Your task:
Which lines of the data contain the string "None"? Copy every one of them.

=== Dataset excerpts ===

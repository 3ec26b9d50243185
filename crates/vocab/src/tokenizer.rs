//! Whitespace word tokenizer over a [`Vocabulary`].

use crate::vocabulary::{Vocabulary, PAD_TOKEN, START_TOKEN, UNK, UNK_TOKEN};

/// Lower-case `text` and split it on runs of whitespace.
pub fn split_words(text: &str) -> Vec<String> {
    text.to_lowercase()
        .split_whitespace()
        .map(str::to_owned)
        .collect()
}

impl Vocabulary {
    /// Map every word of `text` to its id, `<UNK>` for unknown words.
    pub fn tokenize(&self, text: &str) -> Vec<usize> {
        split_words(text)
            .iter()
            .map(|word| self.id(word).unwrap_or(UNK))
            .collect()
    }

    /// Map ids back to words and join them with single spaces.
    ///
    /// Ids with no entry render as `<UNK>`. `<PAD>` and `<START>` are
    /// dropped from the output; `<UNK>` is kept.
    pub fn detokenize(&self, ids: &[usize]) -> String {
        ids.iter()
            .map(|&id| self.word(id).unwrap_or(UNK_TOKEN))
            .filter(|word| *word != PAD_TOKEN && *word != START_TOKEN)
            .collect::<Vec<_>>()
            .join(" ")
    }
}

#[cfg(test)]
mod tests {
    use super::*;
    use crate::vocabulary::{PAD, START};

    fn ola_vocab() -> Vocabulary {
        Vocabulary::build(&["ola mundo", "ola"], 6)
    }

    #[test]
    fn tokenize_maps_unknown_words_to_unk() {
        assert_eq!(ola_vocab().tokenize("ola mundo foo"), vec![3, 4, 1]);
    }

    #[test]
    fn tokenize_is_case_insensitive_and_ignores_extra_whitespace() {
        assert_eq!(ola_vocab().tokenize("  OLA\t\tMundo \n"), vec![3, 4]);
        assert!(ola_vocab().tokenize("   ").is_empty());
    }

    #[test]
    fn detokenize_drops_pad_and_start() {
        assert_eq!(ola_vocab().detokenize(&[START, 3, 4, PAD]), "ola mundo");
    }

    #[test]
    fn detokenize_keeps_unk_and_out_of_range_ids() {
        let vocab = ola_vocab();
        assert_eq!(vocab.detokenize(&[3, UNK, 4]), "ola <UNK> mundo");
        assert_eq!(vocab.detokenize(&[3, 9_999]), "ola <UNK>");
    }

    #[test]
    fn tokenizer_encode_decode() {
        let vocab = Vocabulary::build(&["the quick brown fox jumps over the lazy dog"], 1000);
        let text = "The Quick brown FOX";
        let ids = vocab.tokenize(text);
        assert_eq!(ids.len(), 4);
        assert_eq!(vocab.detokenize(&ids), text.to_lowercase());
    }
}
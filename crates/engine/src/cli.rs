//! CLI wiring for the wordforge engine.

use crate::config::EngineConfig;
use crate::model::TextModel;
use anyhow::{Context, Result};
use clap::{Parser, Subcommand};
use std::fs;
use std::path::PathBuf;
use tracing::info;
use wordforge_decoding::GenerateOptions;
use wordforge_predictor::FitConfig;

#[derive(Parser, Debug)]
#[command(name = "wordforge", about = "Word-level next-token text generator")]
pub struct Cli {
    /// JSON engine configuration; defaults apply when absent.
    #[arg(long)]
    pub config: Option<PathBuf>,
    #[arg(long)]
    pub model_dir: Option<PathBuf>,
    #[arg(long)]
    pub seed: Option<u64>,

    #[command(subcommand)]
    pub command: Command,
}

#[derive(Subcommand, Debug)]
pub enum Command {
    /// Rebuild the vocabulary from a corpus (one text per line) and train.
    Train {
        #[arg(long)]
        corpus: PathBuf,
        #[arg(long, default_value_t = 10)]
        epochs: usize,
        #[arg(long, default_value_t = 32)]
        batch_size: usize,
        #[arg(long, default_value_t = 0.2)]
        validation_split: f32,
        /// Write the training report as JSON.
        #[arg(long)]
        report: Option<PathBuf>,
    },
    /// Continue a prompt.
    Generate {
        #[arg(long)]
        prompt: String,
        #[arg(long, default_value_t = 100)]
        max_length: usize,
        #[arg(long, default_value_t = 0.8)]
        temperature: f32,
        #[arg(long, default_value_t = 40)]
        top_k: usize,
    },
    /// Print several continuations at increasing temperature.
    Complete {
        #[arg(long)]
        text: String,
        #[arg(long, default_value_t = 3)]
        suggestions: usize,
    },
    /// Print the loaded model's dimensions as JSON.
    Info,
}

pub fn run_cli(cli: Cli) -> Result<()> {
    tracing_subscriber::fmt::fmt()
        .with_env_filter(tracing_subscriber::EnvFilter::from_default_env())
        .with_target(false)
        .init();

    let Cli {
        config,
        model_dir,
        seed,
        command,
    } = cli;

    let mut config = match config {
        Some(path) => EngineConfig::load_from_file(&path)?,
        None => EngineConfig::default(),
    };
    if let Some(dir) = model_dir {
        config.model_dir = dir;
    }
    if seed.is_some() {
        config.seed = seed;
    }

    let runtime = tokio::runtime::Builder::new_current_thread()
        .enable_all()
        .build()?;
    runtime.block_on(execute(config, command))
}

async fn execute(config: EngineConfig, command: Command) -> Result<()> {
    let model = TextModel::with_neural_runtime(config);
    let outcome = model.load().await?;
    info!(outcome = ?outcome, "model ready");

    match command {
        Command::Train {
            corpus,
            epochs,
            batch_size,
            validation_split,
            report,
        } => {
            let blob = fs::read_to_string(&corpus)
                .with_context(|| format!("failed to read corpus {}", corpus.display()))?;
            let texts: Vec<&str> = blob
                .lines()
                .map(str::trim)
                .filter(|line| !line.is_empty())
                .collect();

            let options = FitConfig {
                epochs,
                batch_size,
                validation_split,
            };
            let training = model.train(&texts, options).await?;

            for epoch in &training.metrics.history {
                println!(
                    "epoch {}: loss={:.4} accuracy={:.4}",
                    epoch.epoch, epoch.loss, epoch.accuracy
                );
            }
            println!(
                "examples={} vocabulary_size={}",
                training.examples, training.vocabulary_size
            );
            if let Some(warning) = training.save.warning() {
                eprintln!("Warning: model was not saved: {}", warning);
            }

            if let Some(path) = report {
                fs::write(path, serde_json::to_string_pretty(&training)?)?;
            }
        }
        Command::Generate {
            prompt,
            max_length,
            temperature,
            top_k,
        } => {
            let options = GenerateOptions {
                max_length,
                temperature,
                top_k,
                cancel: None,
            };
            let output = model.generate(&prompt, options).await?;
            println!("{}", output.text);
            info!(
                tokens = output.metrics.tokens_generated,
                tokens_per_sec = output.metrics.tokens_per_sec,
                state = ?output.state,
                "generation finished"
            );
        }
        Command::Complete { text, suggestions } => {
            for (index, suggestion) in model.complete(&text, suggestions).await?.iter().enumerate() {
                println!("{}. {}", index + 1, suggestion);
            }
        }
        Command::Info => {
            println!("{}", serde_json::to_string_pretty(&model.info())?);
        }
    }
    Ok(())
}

===

Reply to the exercise:
        None => EngineConfig::default(),
                cancel: None,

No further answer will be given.